Stored data entries ▸
● ● ● ● ●

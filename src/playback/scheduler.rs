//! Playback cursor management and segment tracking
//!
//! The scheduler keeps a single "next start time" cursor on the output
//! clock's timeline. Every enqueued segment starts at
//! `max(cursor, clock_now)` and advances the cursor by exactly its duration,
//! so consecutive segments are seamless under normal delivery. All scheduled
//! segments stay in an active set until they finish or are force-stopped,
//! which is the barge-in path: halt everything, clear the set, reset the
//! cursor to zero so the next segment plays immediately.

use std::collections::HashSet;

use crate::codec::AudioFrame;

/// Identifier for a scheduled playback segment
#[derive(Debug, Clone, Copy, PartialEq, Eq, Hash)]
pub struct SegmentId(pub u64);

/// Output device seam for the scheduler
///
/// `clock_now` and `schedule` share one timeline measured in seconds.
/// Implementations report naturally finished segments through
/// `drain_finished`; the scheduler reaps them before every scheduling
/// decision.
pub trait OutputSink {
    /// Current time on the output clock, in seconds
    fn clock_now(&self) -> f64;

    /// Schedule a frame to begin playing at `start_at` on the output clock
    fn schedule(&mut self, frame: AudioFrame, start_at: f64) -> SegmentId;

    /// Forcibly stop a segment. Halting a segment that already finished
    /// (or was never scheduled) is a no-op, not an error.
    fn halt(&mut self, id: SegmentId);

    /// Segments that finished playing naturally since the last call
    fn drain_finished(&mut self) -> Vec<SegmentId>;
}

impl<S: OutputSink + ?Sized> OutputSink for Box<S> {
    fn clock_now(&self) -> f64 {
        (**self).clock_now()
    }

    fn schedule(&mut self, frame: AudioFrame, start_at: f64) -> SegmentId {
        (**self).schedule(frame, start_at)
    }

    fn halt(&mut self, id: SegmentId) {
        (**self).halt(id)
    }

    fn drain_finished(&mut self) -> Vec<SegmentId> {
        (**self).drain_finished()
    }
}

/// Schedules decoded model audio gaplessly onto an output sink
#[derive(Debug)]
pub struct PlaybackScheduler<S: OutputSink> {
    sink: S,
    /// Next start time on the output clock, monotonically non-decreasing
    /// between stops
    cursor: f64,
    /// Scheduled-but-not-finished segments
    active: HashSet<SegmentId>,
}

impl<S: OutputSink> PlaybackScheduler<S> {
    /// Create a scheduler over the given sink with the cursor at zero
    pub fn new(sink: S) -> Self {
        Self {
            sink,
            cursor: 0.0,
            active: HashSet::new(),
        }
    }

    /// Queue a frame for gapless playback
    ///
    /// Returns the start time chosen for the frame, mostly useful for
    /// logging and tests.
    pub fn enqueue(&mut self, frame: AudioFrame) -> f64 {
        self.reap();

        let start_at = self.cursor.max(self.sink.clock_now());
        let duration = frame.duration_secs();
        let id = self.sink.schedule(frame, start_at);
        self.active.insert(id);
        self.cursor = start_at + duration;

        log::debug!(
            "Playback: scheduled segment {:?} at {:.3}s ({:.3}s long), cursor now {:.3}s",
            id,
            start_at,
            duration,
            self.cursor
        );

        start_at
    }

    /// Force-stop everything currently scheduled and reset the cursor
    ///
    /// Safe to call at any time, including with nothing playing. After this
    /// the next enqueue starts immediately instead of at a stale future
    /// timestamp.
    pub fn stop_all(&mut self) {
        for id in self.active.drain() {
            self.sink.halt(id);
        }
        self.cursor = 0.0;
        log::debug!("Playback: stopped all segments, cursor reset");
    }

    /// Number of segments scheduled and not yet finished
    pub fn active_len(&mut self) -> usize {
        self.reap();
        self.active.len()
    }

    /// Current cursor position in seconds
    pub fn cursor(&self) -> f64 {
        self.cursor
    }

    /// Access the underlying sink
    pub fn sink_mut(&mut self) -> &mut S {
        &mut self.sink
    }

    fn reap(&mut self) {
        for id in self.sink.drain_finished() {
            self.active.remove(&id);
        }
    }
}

● ● ● ● ●

Problem to work on ▸
Copy out all of the records verbatim.

Completed task ▸
filename src/playback/scheduler.rs
//! Playback cursor management and segment tracking
//!
//! The scheduler keeps a single "next start time" cursor on the output
//! clock's timeline. Every enqueued segment starts at
//! `max(cursor, clock_now)` and advances the cursor by exactly its duration,
//! so consecutive segments are seamless under normal delivery. All scheduled
//! segments stay in an active set until they finish or are force-stopped,
//! which is the barge-in path: halt everything, clear the set, reset the
//! cursor to zero so the next segment plays immediately.

use std::collections::HashSet;

use crate::codec::AudioFrame;

/// Identifier for a scheduled playback segment
#[derive(Debug, Clone, Copy, PartialEq, Eq, Hash)]
pub struct SegmentId(pub u64);

/// Output device seam for the scheduler
///
/// `clock_now` and `schedule` share one timeline measured in seconds.
/// Implementations report naturally finished segments through
/// `drain_finished`; the scheduler reaps them before every scheduling
/// decision.
pub trait OutputSink {
    /// Current time on the output clock, in seconds
    fn clock_now(&self) -> f64;

    /// Schedule a frame to begin playing at `start_at` on the output clock
    fn schedule(&mut self, frame: AudioFrame, start_at: f64) -> SegmentId;

    /// Forcibly stop a segment. Halting a segment that already finished
    /// (or was never scheduled) is a no-op, not an error.
    fn halt(&mut self, id: SegmentId);

    /// Segments that finished playing naturally since the last call
    fn drain_finished(&mut self) -> Vec<SegmentId>;
}

impl<S: OutputSink + ?Sized> OutputSink for Box<S> {
    fn clock_now(&self) -> f64 {
        (**self).clock_now()
    }

    fn schedule(&mut self, frame: AudioFrame, start_at: f64) -> SegmentId {
        (**self).schedule(frame, start_at)
    }

    fn halt(&mut self, id: SegmentId) {
        (**self).halt(id)
    }

    fn drain_finished(&mut self) -> Vec<SegmentId> {
        (**self).drain_finished()
    }
}

/// Schedules decoded model audio gaplessly onto an output sink
#[derive(Debug)]
pub struct PlaybackScheduler<S: OutputSink> {
    sink: S,
    /// Next start time on the output clock, monotonically non-decreasing
    /// between stops
    cursor: f64,
    /// Scheduled-but-not-finished segments
    active: HashSet<SegmentId>,
}

impl<S: OutputSink> PlaybackScheduler<S> {
    /// Create a scheduler over the given sink with the cursor at zero
    pub fn new(sink: S) -> Self {
        Self {
            sink,
            cursor: 0.0,
            active: HashSet::new(),
        }
    }

    /// Queue a frame for gapless playback
    ///
    /// Returns the start time chosen for the frame, mostly useful for
    /// logging and tests.
    pub fn enqueue(&mut self, frame: AudioFrame) -> f64 {
        self.reap();

        let start_at = self.cursor.max(self.sink.clock_now());
        let duration = frame.duration_secs();
        let id = self.sink.schedule(frame, start_at);
        self.active.insert(id);
        self.cursor = start_at + duration;

        log::debug!(
            "Playback: scheduled segment {:?} at {:.3}s ({:.3}s long), cursor now {:.3}s",
            id,
            start_at,
            duration,
            self.cursor
        );

        start_at
    }

    /// Force-stop everything currently scheduled and reset the cursor
    ///
    /// Safe to call at any time, including with nothing playing. After this
    /// the next enqueue starts immediately instead of at a stale future
    /// timestamp.
    pub fn stop_all(&mut self) {
        for id in self.active.drain() {
            self.sink.halt(id);
        }
        self.cursor = 0.0;
        log::debug!("Playback: stopped all segments, cursor reset");
    }

    /// Number of segments scheduled and not yet finished
    pub fn active_len(&mut self) -> usize {
        self.reap();
        self.active.len()
    }

    /// Current cursor position in seconds
    pub fn cursor(&self) -> f64 {
        self.cursor
    }

    /// Access the underlying sink
    pub fn sink_mut(&mut self) -> &mut S {
        &mut self.sink
    }

    fn reap(&mut self) {
        for id in self.sink.drain_finished() {
            self.active.remove(&id);
        }
    }
}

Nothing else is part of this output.